If you're self employed and in the US, you should look into a SEP IRA. You can put a huge part of your paycheck away through that towards retirement (20% I think). You should also look into a ROTH IRA regardless of whether you're self employed or employed by a company/govt/non-profit. The contribution level is much lower for that. Each form of IRA varies in its benefits and its limitations. Aside from that, there are probably a few more things you can do, but I won't get into all of them.


----------



## Carpentet810 (Nov 17, 2013)

Coffin, Ditch, 55 gallon drum, Gutter, Recliner, Car, Prison.


----------



## MisterPerfect (Nov 20, 2015)

gritglossandrainbows said:


> You quit when you can afford to. Retirement is that simple.
> 
> You might have to transfer any repeating clients over to your friends in the field, if you're self employed. If you worked for a company, you might have a retirement plan. You have to save up money for the future from day 1, pay off your expenses (house, cars, kids college, etc) and then one bright and sunny day, you just stop showing up to work.
> 
> If you're self employed and in the US, you should look into a SEP IRA. You can put a huge part of your paycheck away through that towards retirement (20% I think). You should also look into a ROTH IRA regardless of whether you're self employed or employed by a company/govt/non-profit. The contribution level is much lower for that. Each form of IRA varies in its benefits and its limitations. Aside from that, there are probably a few more things you can do, but I won't get into all of them.


You cant just quit one day, you will no longer have an income.


----------



## Santa Gloss (Feb 23, 2015)

MisterPerfect said:


> You cant just quit one day, you will no longer have an income.
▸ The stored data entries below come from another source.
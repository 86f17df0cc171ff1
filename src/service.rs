//! Thread and tweet operations.
//!
//! [`XService`] holds one handle to the Twitter API and one to the agent runtime.
//! Every operation is one or two upstream calls followed by field remapping; upstream
//! failures are translated by [`ServiceError`].

use std::sync::Arc;

use log::{debug, info};

use crate::error::ServiceError;
use crate::game::AgentRuntime;
use crate::models::{
    paginate, LikeResult, MentionedPost, PostedTweet, Thread, ThreadPost, TweetAnalytics,
    TweetMention,
};
use crate::twitter::{
    format_mentions, normalize_username, sanitize_for_logging, Tweet, TweetList, TwitterApi,
    MAX_PAGE_SIZE, MIN_SEARCH_PAGE_SIZE,
};

const UNKNOWN_AUTHOR: &str = "unknown";

#[derive(Clone)]
pub struct XService {
    twitter: Arc<dyn TwitterApi>,
    agent: Arc<dyn AgentRuntime>,
}

/// Author fields of `tweet`, resolved from the list's expanded users.
fn author_of(list: &TweetList, tweet: &Tweet) -> (String, String, String) {
    let author_id = tweet.author_id.clone().unwrap_or_default();
    match list.author(&author_id) {
        Some(user) => (author_id, user.username.clone(), user.name.clone()),
        None => (
            author_id,
            UNKNOWN_AUTHOR.to_string(),
            UNKNOWN_AUTHOR.to_string(),
        ),
    }
}

fn compose(content: &str, mentions: Option<&[String]>) -> Result<String, ServiceError> {
    if content.trim().is_empty() {
        return Err(ServiceError::InvalidInput(
            "Tweet content must not be empty".to_string(),
        ));
    }
    format_mentions(content, mentions.unwrap_or(&[]))
        .map_err(|bad| ServiceError::InvalidInput(format!("Invalid mention '{}'", bad)))
}

impl XService {
    pub fn new(twitter: Arc<dyn TwitterApi>, agent: Arc<dyn AgentRuntime>) -> Self {
        Self { twitter, agent }
    }

    /// Lists the authenticated user's recent tweets as threads.
    ///
    /// The agent is stepped once first; its outcome is logged and otherwise unused.
    pub async fn list_threads(&self, page: u32, limit: u32) -> Result<Vec<Thread>, ServiceError> {
        const OP: &str = "fetch threads";
        info!("Listing threads (page {}, limit {})", page, limit);

        let outcome = self
            .agent
            .step()
            .await
            .map_err(|e| ServiceError::from_agent(OP, e))?;
        debug!("Step response: {:?}", outcome);

        let me = self
            .twitter
            .me()
            .await
            .map_err(|e| ServiceError::from_twitter(OP, e))?;
        let timeline = self
            .twitter
            .user_timeline(&me.id, MAX_PAGE_SIZE)
            .await
            .map_err(|e| ServiceError::from_twitter(OP, e))?;

        if timeline.data.is_empty() {
            info!("No tweets found, returning empty list");
            return Ok(Vec::new());
        }

        let threads: Vec<Thread> = timeline
            .data
            .into_iter()
            .map(|tweet| Thread {
                id: tweet.id,
                title: tweet.text,
            })
            .collect();
        info!("Converted {} tweets to threads", threads.len());

        Ok(paginate(threads, page, limit))
    }

    /// Posts a tweet, appending `@mentions` after a blank line when given.
    pub async fn post_tweet(
        &self,
        content: &str,
        mentions: Option<&[String]>,
    ) -> Result<PostedTweet, ServiceError> {
        const OP: &str = "post tweet";
        let text = compose(content, mentions)?;
        info!("Posting tweet: '{}'", sanitize_for_logging(&text, 100));

        let tweet = self
            .twitter
            .tweet(&text)
            .await
            .map_err(|e| ServiceError::from_twitter(OP, e))?;
        info!("Tweet posted: {}", tweet.id);

        Ok(PostedTweet {
            id: tweet.id,
            text: tweet.text,
        })
    }

    /// Posts `posts` as a thread: the first as a tweet, each following one as a reply
    /// to the post before it.
    pub async fn post_thread(&self, posts: &[ThreadPost]) -> Result<Vec<PostedTweet>, ServiceError> {
        const OP: &str = "post thread";
        if posts.is_empty() {
            return Err(ServiceError::InvalidInput(
                "Thread must contain at least one post".to_string(),
            ));
        }

        // Validate everything before the first post goes out.
        let texts = posts
            .iter()
            .map(|p| compose(&p.content, p.mentions.as_deref()))
            .collect::<Result<Vec<_>, _>>()?;
        info!("Posting thread of {} posts", texts.len());

        let mut posted: Vec<PostedTweet> = Vec::with_capacity(texts.len());
        for (i, text) in texts.iter().enumerate() {
            let result = match posted.last() {
                None => self.twitter.tweet(text).await,
                Some(previous) => self.twitter.reply(text, &previous.id).await,
            };
            let tweet = result.map_err(|e| ServiceError::from_twitter(OP, e))?;
            info!("Thread post {}/{} posted: {}", i + 1, texts.len(), tweet.id);
            posted.push(PostedTweet {
                id: tweet.id,
                text: tweet.text,
            });
        }

        Ok(posted)
    }

    pub async fn reply_to_tweet(
        &self,
        tweet_id: &str,
        content: &str,
    ) -> Result<PostedTweet, ServiceError> {
        const OP: &str = "reply to tweet";
        let text = compose(content, None)?;
        info!("Replying to tweet {}", tweet_id);

        let tweet = self
            .twitter
            .reply(&text, tweet_id)
            .await
            .map_err(|e| ServiceError::from_twitter(OP, e))?;
        info!("Reply posted: {}", tweet.id);

        Ok(PostedTweet {
            id: tweet.id,
            text: tweet.text,
        })
    }

    /// Likes a tweet as the authenticated user.
    pub async fn like_tweet(&self, tweet_id: &str) -> Result<LikeResult, ServiceError> {
        const OP: &str = "like tweet";
        let me = self
            .twitter
            .me()
            .await
            .map_err(|e| ServiceError::from_twitter(OP, e))?;
        let liked = self
            .twitter
            .like(&me.id, tweet_id)
            .await
            .map_err(|e| ServiceError::from_twitter(OP, e))?;
        info!("Tweet {} liked: {}", tweet_id, liked);

        Ok(LikeResult {
            tweet_id: tweet_id.to_string(),
            liked,
        })
    }

    pub async fn get_tweet_analytics(&self, tweet_id: &str) -> Result<TweetAnalytics, ServiceError> {
        const OP: &str = "fetch tweet analytics";
        let tweet = self
            .twitter
            .single_tweet(tweet_id)
            .await
            .map_err(|e| ServiceError::from_twitter(OP, e))?
            .ok_or_else(|| ServiceError::NotFound(format!("Tweet {} not found", tweet_id)))?;

        let metrics = tweet.public_metrics.unwrap_or_default();
        Ok(TweetAnalytics {
            id: tweet.id,
            text: tweet.text,
            likes: metrics.like_count,
            retweets: metrics.retweet_count,
            replies: metrics.reply_count,
            views: metrics.impression_count,
            created_at: tweet.created_at,
        })
    }

    /// Lists tweets mentioning the authenticated user.
    pub async fn get_mentions(
        &self,
        page: u32,
        limit: u32,
    ) -> Result<Vec<TweetMention>, ServiceError> {
        const OP: &str = "fetch mentions";
        let me = self
            .twitter
            .me()
            .await
            .map_err(|e| ServiceError::from_twitter(OP, e))?;
        let list = self
            .twitter
            .user_mention_timeline(&me.id, MAX_PAGE_SIZE)
            .await
            .map_err(|e| ServiceError::from_twitter(OP, e))?;

        let mentions: Vec<TweetMention> = list
            .data
            .iter()
            .map(|tweet| {
                let (author_id, author_username, author_name) = author_of(&list, tweet);
                TweetMention {
                    id: tweet.id.clone(),
                    text: tweet.text.clone(),
                    author_id,
                    author_username,
                    author_name,
                    created_at: tweet.created_at.clone(),
                }
            })
            .collect();
        info!("Found {} mentions of @{}", mentions.len(), me.username);

        Ok(paginate(mentions, page, limit))
    }

    /// Finds recent posts mentioning `username`, at most `limit` of them.
    pub async fn search_user_mentions(
        &self,
        username: &str,
        limit: u32,
    ) -> Result<Vec<MentionedPost>, ServiceError> {
        const OP: &str = "search user mentions";
        let username = normalize_username(username)
            .ok_or_else(|| ServiceError::InvalidInput(format!("Invalid username '{}'", username)))?;
        if limit == 0 {
            return Ok(Vec::new());
        }

        let user = self
            .twitter
            .user_by_username(&username)
            .await
            .map_err(|e| ServiceError::from_twitter(OP, e))?
            .ok_or_else(|| ServiceError::NotFound(format!("User @{} not found", username)))?;

        let max_results = limit.clamp(MIN_SEARCH_PAGE_SIZE, MAX_PAGE_SIZE);
        let list = self
            .twitter
            .search(&format!("@{}", user.username), max_results)
            .await
            .map_err(|e| ServiceError::from_twitter(OP, e))?;

        let posts: Vec<MentionedPost> = list
            .data
            .iter()
            .take(limit as usize)
            .map(|tweet| {
                let (_, author_username, author_name) = author_of(&list, tweet);
                MentionedPost {
                    tweet_id: tweet.id.clone(),
                    thread_id: tweet
                        .conversation_id
                        .clone()
                        .unwrap_or_else(|| tweet.id.clone()),
                    text: tweet.text.clone(),
                    author_username,
                    author_name,
                    created_at: tweet.created_at.clone(),
                }
            })
            .collect();
        info!("Found {} posts mentioning @{}", posts.len(), user.username);

        Ok(posts)
    }
}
I said you quit _ when you can afford to_. You have to save up and invest with the longterm future in mind. The growth + dividends from your investments is your retirement income. It works that way, no matter who you are or what field you're in. 

The money you invest continues to provide an income even after you quit working. If you're financially savvy, you can quit working before you're 65 because you found a way to replace your _income from work_ with _income from investments._ 

What exactly did you think funds people's retirement?


----------



## lizw47 (Jan 12, 2015)

People retire when they want to retire -- when they feel like they are old enough, want to move on from the industry, want to go into a different industry, want to take some time off from working, etc. 

The trade industry is not very different from white collar jobs when it comes to retirement. 

I work part time at a spa and they offer lots of benefits including 401K. There are many benefits to those involved in trades, like unions, health insurance, life insurance, paid time off, child care, etc. So as far as not making any income after you retire, that's not necessarily true. After retirement, I know many people who will have a nice retirement package to look forward to. 

Is there a particular trade that you are interested in?


----------



## Razare (Apr 21, 2009)

You must be in a different country?

In the US, you pay social security, and can do a 401k with an employer, or an IRA if you don't have that.


----------



## MisterPerfect (Nov 20, 2015)

gritglossandrainbows said:


> I said you quit _ when you can afford to_. You have to save up and invest with the longterm future in mind. The growth + dividends from your investments is your retirement income. It works that way, no matter who you are or what field you're in.
> 
> The money you invest continues to provide an income even after you quit working. If you're financially savvy, you can quit working before you're 65 because you found a way to replace your _income from work_ with _income from investments._
> 
> What exactly did you think funds people's retirement?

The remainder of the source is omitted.